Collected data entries
=== Section Start ===
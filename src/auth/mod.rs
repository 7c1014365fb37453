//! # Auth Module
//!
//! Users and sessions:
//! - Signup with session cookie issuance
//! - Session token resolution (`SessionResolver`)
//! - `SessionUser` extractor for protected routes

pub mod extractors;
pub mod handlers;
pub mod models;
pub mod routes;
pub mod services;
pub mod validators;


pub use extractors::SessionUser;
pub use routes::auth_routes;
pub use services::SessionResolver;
=== Section End ===
Write out all of the records word for word.

▸ Exercise solution
filename src/auth/mod.rs
repository 7c1014365fb37453
//! # Auth Module
//!
//! Users and sessions:
//! - Signup with session cookie issuance
//! - Session token resolution (`SessionResolver`)
//! - `SessionUser` extractor for protected routes

pub mod extractors;
pub mod handlers;
pub mod models;
pub mod routes;
pub mod services;
pub mod validators;


pub use extractors::SessionUser;
pub use routes::auth_routes;
pub use services::SessionResolver;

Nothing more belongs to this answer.